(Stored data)
*** Begin section ***

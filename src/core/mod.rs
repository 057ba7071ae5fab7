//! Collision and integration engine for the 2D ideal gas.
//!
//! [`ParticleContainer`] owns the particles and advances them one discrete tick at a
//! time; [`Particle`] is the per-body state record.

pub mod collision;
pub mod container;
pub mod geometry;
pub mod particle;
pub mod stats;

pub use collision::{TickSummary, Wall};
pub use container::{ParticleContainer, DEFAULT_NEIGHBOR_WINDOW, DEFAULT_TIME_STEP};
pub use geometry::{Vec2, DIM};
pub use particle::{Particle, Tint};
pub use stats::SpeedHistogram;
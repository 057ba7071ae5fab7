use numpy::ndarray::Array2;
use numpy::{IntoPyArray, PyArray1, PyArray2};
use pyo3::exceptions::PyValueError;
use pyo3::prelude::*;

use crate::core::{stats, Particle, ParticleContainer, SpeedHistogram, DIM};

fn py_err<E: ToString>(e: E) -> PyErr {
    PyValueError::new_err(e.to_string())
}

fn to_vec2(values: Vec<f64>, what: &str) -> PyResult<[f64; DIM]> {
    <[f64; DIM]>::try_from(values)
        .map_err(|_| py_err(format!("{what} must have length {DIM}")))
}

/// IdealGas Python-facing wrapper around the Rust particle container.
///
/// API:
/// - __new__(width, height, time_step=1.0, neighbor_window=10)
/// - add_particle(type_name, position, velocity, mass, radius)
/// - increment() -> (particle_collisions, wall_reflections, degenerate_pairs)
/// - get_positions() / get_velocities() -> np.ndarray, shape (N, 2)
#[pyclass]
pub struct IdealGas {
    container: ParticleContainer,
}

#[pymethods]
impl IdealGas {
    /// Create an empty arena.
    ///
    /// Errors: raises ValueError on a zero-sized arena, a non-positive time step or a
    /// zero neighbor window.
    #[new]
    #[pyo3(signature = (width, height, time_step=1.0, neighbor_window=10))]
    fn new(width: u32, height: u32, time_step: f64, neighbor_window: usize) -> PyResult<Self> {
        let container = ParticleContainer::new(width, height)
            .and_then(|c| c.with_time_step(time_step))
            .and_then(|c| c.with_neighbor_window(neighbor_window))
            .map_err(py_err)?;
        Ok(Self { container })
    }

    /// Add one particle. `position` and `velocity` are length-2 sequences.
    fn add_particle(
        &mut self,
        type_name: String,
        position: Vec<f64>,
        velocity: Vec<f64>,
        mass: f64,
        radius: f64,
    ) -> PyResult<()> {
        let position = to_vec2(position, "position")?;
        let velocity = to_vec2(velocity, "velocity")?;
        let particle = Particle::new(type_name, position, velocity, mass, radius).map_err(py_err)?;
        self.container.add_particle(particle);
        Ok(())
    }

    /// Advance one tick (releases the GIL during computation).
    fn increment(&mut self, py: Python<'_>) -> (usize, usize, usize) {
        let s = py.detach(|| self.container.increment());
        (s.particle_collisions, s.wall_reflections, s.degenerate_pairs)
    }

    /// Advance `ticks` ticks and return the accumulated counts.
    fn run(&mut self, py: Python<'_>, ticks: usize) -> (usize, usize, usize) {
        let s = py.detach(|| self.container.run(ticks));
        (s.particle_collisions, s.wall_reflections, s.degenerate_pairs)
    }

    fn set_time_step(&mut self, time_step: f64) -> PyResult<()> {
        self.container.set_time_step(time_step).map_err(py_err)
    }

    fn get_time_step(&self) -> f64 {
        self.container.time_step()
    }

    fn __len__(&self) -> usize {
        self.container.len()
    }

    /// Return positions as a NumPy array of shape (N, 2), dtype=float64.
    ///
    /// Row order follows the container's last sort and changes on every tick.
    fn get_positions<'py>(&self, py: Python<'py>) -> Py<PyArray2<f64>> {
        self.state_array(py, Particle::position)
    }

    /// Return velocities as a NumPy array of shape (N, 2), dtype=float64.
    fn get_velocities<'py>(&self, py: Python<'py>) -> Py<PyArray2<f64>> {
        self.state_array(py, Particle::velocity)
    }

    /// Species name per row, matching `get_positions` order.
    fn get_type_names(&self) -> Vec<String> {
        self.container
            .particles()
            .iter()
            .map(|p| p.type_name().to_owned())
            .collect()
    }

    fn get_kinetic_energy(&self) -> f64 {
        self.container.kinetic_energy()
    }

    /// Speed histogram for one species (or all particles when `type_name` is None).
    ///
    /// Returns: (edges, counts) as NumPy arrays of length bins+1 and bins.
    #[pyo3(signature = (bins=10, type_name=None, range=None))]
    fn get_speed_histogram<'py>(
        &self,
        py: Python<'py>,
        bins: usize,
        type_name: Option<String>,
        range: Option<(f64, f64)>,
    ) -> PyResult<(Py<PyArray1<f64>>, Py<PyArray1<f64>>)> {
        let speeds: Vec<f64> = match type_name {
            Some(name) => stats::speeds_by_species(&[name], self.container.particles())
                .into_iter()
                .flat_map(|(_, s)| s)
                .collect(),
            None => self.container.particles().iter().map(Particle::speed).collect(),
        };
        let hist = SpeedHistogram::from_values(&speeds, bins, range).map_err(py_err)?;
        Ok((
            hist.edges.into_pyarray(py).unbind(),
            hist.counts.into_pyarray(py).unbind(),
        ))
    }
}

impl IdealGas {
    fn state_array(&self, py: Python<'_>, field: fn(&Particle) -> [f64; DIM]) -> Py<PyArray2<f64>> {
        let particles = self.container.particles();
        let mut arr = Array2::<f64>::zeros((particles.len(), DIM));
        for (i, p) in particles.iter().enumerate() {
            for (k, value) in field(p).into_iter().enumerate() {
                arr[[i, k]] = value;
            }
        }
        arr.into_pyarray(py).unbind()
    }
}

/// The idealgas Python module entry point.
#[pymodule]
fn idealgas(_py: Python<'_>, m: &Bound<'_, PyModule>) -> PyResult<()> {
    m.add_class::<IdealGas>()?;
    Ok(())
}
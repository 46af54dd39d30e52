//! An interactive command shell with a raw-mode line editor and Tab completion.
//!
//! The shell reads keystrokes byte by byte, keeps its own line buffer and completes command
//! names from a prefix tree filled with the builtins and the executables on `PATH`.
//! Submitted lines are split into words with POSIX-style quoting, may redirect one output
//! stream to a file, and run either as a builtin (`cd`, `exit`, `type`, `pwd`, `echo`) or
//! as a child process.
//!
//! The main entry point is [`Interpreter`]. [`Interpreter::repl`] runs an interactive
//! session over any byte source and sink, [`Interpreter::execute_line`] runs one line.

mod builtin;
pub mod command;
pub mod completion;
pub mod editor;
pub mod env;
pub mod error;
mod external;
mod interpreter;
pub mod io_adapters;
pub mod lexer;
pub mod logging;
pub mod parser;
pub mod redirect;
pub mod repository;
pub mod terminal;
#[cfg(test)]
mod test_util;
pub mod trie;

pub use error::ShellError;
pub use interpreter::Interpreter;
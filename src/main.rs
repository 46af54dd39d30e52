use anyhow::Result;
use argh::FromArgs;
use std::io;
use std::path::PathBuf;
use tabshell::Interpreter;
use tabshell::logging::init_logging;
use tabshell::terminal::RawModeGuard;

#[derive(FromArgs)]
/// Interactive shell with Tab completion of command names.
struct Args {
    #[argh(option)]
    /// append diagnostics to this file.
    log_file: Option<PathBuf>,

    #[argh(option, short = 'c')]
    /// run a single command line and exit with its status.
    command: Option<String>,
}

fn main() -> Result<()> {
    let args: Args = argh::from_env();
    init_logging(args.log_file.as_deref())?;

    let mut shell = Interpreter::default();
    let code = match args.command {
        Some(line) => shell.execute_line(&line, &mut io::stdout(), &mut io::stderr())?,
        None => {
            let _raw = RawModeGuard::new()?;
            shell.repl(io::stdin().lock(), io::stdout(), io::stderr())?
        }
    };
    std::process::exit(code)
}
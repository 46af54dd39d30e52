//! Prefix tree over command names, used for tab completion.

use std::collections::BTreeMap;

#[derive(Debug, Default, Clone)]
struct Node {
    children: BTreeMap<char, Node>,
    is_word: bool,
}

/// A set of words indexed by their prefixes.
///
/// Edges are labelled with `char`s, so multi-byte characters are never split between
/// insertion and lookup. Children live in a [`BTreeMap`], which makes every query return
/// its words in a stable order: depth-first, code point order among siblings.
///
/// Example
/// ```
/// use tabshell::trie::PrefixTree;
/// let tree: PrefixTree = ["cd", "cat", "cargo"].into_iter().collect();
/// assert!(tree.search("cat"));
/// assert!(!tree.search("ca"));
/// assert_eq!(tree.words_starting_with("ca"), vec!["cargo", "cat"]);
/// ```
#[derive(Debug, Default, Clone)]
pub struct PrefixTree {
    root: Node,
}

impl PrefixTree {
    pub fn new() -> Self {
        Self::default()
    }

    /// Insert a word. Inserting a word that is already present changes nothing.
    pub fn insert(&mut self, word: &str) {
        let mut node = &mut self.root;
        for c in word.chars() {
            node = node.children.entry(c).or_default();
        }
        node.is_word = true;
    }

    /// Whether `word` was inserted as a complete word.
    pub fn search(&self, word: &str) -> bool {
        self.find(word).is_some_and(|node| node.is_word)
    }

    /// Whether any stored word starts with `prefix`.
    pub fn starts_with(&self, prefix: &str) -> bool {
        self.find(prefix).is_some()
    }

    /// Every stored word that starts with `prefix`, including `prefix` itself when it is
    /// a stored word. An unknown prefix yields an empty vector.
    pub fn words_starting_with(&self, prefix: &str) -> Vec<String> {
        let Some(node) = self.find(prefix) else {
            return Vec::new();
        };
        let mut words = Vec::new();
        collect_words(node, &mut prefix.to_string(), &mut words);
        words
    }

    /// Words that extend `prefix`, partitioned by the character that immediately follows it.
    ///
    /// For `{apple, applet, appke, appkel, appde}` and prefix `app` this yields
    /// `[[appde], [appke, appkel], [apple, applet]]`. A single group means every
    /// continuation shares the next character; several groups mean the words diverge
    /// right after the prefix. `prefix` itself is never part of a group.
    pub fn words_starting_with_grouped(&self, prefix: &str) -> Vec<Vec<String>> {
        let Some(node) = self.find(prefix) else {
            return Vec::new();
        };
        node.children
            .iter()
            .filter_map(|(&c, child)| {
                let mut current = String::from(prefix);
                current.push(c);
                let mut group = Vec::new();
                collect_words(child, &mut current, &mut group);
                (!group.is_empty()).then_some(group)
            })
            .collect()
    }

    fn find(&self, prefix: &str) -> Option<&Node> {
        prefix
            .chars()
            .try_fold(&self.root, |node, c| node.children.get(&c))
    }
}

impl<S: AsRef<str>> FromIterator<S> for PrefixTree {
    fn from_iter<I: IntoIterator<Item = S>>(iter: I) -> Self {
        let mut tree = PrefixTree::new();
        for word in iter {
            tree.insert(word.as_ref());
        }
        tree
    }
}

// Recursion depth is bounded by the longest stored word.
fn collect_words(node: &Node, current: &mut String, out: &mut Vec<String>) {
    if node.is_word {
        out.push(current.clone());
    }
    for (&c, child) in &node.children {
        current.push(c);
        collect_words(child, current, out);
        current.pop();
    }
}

*** End section ***

— Requirement —
Check all the records above and select each line where the string "counts" is found.

— Output below —
    /// Advance `ticks` ticks and return the accumulated counts.
    /// Returns: (edges, counts) as NumPy arrays of length bins+1 and bins.
            hist.counts.into_pyarray(py).unbind(),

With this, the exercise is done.